TASK REQUIREMENTS:
Please copy every line of the data in which the string "collect" appears.
====== RECORDS SHOWN ======
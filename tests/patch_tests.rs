mod common;

use common::*;
use pretty_assertions::assert_eq;
use toc_modder::workset::patch::patch_file_name;
use toc_modder::{encode, Archive, AssetRef, ErrorKind, WorkingSet, PATCH_NAME};

fn base_set() -> WorkingSet {
    let (toc, stream) = single_bank_archive();
    let mut set = WorkingSet::new("mod");
    set.add_archive(Archive::from_bytes("base", &toc, &stream).unwrap())
        .unwrap();
    set
}

fn other_bank(name: &str) -> Archive {
    let embedded = wem(22050, 2205, 80);
    let entries = vec![sound(141, 50, 500, EMBEDDED, 80, 0)];
    let payload = bank_payload(141, 0xB, &[(500, &embedded)], &entries, &[]);
    let (toc, stream) = build_toc(&bank_recs(BANK_B, BANK_PATH_B, payload), 0);
    Archive::from_bytes(name, &toc, &stream).unwrap()
}

#[test]
fn test_patch_file_name() {
    assert_eq!(patch_file_name("0123abcd"), "0123abcd.patch_0");
    assert_eq!(patch_file_name("0123abcd.patch_2"), "0123abcd.patch_0");
}

#[test]
fn test_clean_set_writes_empty_patch() {
    let set = base_set();
    let dir = tempfile::tempdir().unwrap();
    let path = set.write_patch(dir.path()).unwrap();
    let patch = Archive::open(&path).unwrap();
    assert_eq!(patch.store.record_count(), 0);
}

#[test]
fn test_patch_carries_only_modified_banks() {
    let mut set = base_set();
    set.add_archive(other_bank("other")).unwrap();
    set.set_property(20, 0x05, 7).unwrap();

    let dir = tempfile::tempdir().unwrap();
    let path = set.write_patch(dir.path()).unwrap();
    assert_eq!(path, dir.path().join(PATCH_NAME));

    let patch = Archive::open(&path).unwrap();
    assert_eq!(patch.store.banks.keys().copied().collect::<Vec<_>>(), vec![BANK_A]);
    assert_eq!(patch.store.dependencies.len(), 1);
    assert!(patch.store.streams.is_empty());
    assert_eq!(patch.store.hierarchy.len(), 5);
    assert_eq!(patch.store.header_unknown, 0x17);
}

#[test]
fn test_patch_holds_exactly_the_banks_with_edited_audio() {
    let mut set = base_set();
    set.add_archive(other_bank("other")).unwrap();
    set.set_audio_data(100, wem(44100, 4410, 96)).unwrap();
    set.set_audio_data(500, wem(44100, 4410, 80)).unwrap();

    let dir = tempfile::tempdir().unwrap();
    let patch = Archive::open(set.write_patch(dir.path()).unwrap()).unwrap();
    assert_eq!(
        patch.store.banks.keys().copied().collect::<Vec<_>>(),
        vec![BANK_A, BANK_B]
    );
    assert_eq!(patch.store.audio_data(100).unwrap(), wem(44100, 4410, 96).as_slice());
    assert_eq!(patch.store.audio_data(500).unwrap(), wem(44100, 4410, 80).as_slice());
}

#[test]
fn test_import_applies_edits_once() {
    let mut source = base_set();
    source.replace_audio(200, wem(48000, 144000, 160)).unwrap();
    source.set_property(20, 0x05, 7).unwrap();
    let dir = tempfile::tempdir().unwrap();
    let path = source.write_patch(dir.path()).unwrap();

    let mut target = base_set();
    let report = target.import_patch(&path).unwrap();
    assert_eq!(report.archive, PATCH_NAME);
    assert_eq!(report.audio, vec![200]);
    assert_eq!(report.entries, vec![20]);
    assert!(report.unresolved.is_empty());
    assert_eq!(report.residue, None);
    assert_eq!(target.track_info(30).unwrap()[0].source_duration, 3000.0);
    assert_eq!(encode(target.store()).unwrap(), encode(source.store()).unwrap());

    let again = target.import_patch(&path).unwrap();
    assert_eq!(again.applied(), 0);
    assert!(again.unresolved.is_empty());
    assert_eq!(target.modified(), source.modified());
}

#[test]
fn test_unresolved_data_becomes_residue() {
    let mut set = base_set();
    let report = set.import_archive(other_bank("extra.patch_0")).unwrap();

    assert!(report.unresolved.contains(&AssetRef::Audio(500)));
    assert!(report.unresolved.contains(&AssetRef::Entry(50)));
    assert_eq!(report.residue.as_deref(), Some("extra.patch_0"));
    assert!(set.has_archive("extra.patch_0"));
    assert_eq!(set.audio_data(500).unwrap().len(), 80);
    assert_eq!(set.store().banks[&BANK_B].dirty, 1);

    let again = set.import_archive(other_bank("extra.patch_0")).unwrap();
    assert_eq!(again.applied(), 0);
    assert!(again.unresolved.is_empty());
    assert_eq!(again.residue, None);

    let dir = tempfile::tempdir().unwrap();
    let patch = Archive::open(set.write_patch(dir.path()).unwrap()).unwrap();
    assert!(patch.store.banks.contains_key(&BANK_B));
    assert!(patch.store.audio.contains_key(&500));
}

#[test]
fn test_residue_name_avoids_loaded_archives() {
    let mut set = base_set();
    let report = set.import_archive(other_bank("base")).unwrap();
    assert_eq!(report.residue.as_deref(), Some("base#1"));
    assert_eq!(set.archive_names().collect::<Vec<_>>(), vec!["base", "base#1"]);
}

#[test]
fn test_video_and_stream_edits_round_trip_through_patch() {
    let recs = vec![
        Rec::new(0x77, BINK_VIDEO, vec![1, 2, 3, 4]).with_stream(vec![0x42; 20]),
        stream_rec(0x99, vec![9u8; 21]),
    ];
    let (toc, stream) = build_toc(&recs, 0);
    let load = || {
        let mut set = WorkingSet::new("mod");
        set.add_archive(Archive::from_bytes("movies", &toc, &stream).unwrap())
            .unwrap();
        set
    };

    let mut source = load();
    source.set_video_data(0x77, vec![0x24; 48]).unwrap();
    source.store_mut().set_stream_data(0x99, vec![1u8; 30]).unwrap();
    let dir = tempfile::tempdir().unwrap();
    let path = source.write_patch(dir.path()).unwrap();

    let mut target = load();
    let report = target.import_patch(&path).unwrap();
    assert_eq!(report.videos, vec![0x77]);
    assert_eq!(report.streams, vec![0x99]);
    assert_eq!(target.store().videos[&0x77].payload(), vec![0x24u8; 48].as_slice());
    assert_eq!(target.store().streams[&0x99].data, vec![1u8; 30]);

    let again = target.import_patch(&path).unwrap();
    assert!(again.streams.is_empty());
    target.revert_all().unwrap();
    assert!(target.modified().is_empty());
    assert_eq!(target.store().streams[&0x99].data, vec![9u8; 21]);
}

#[test]
fn test_separate_patches_follow_archives() {
    let mut set = base_set();
    set.add_archive(other_bank("other")).unwrap();
    set.set_event_actions(40, &[41, 41, 42]).unwrap();

    let dir = tempfile::tempdir().unwrap();
    let written = set.write_separate_patches(dir.path()).unwrap();
    assert_eq!(written, vec![dir.path().join("base.patch_0")]);

    let toc = std::fs::read(&written[0]).unwrap();
    assert_eq!(&toc[12..16], &0x17u32.to_le_bytes());
    let patch = Archive::open(&written[0]).unwrap();
    assert_eq!(patch.store.banks.keys().copied().collect::<Vec<_>>(), vec![BANK_A]);
}

#[test]
fn test_full_archive_of_clean_constituent_is_identical() {
    let (toc, stream) = single_bank_archive();
    let mut set = base_set();
    set.add_archive(other_bank("other")).unwrap();

    let dir = tempfile::tempdir().unwrap();
    let path = set.write_full_archive("base", dir.path()).unwrap();
    assert_eq!(path, dir.path().join("base"));
    assert_eq!(std::fs::read(&path).unwrap(), toc);
    assert_eq!(
        std::fs::read(toc_modder::toc::stream_path(&path)).unwrap(),
        stream
    );

    let err = set.write_full_archive("nope", dir.path()).unwrap_err();
    assert_eq!(err.kind(), ErrorKind::Lookup);
}

#[test]
fn test_full_archive_includes_edits() {
    let mut set = base_set();
    set.set_audio_data(100, wem(48000, 24000, 120)).unwrap();

    let dir = tempfile::tempdir().unwrap();
    let path = set.write_full_archive("base", dir.path()).unwrap();
    let written = Archive::open(&path).unwrap();
    assert_eq!(written.store.audio_data(100).unwrap().len(), 120);
    assert_eq!(written.store.hierarchy[&20].body.sources()[0].mem_size, 120);
    assert_eq!(written.store.streams.len(), 1);
}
======
SOLUTION BELOW:
    assert_eq!(patch.store.banks.keys().copied().collect::<Vec<_>>(), vec![BANK_A]);
        patch.store.banks.keys().copied().collect::<Vec<_>>(),
    assert_eq!(set.archive_names().collect::<Vec<_>>(), vec!["base", "base#1"]);
    assert_eq!(patch.store.banks.keys().copied().collect::<Vec<_>>(), vec![BANK_A]);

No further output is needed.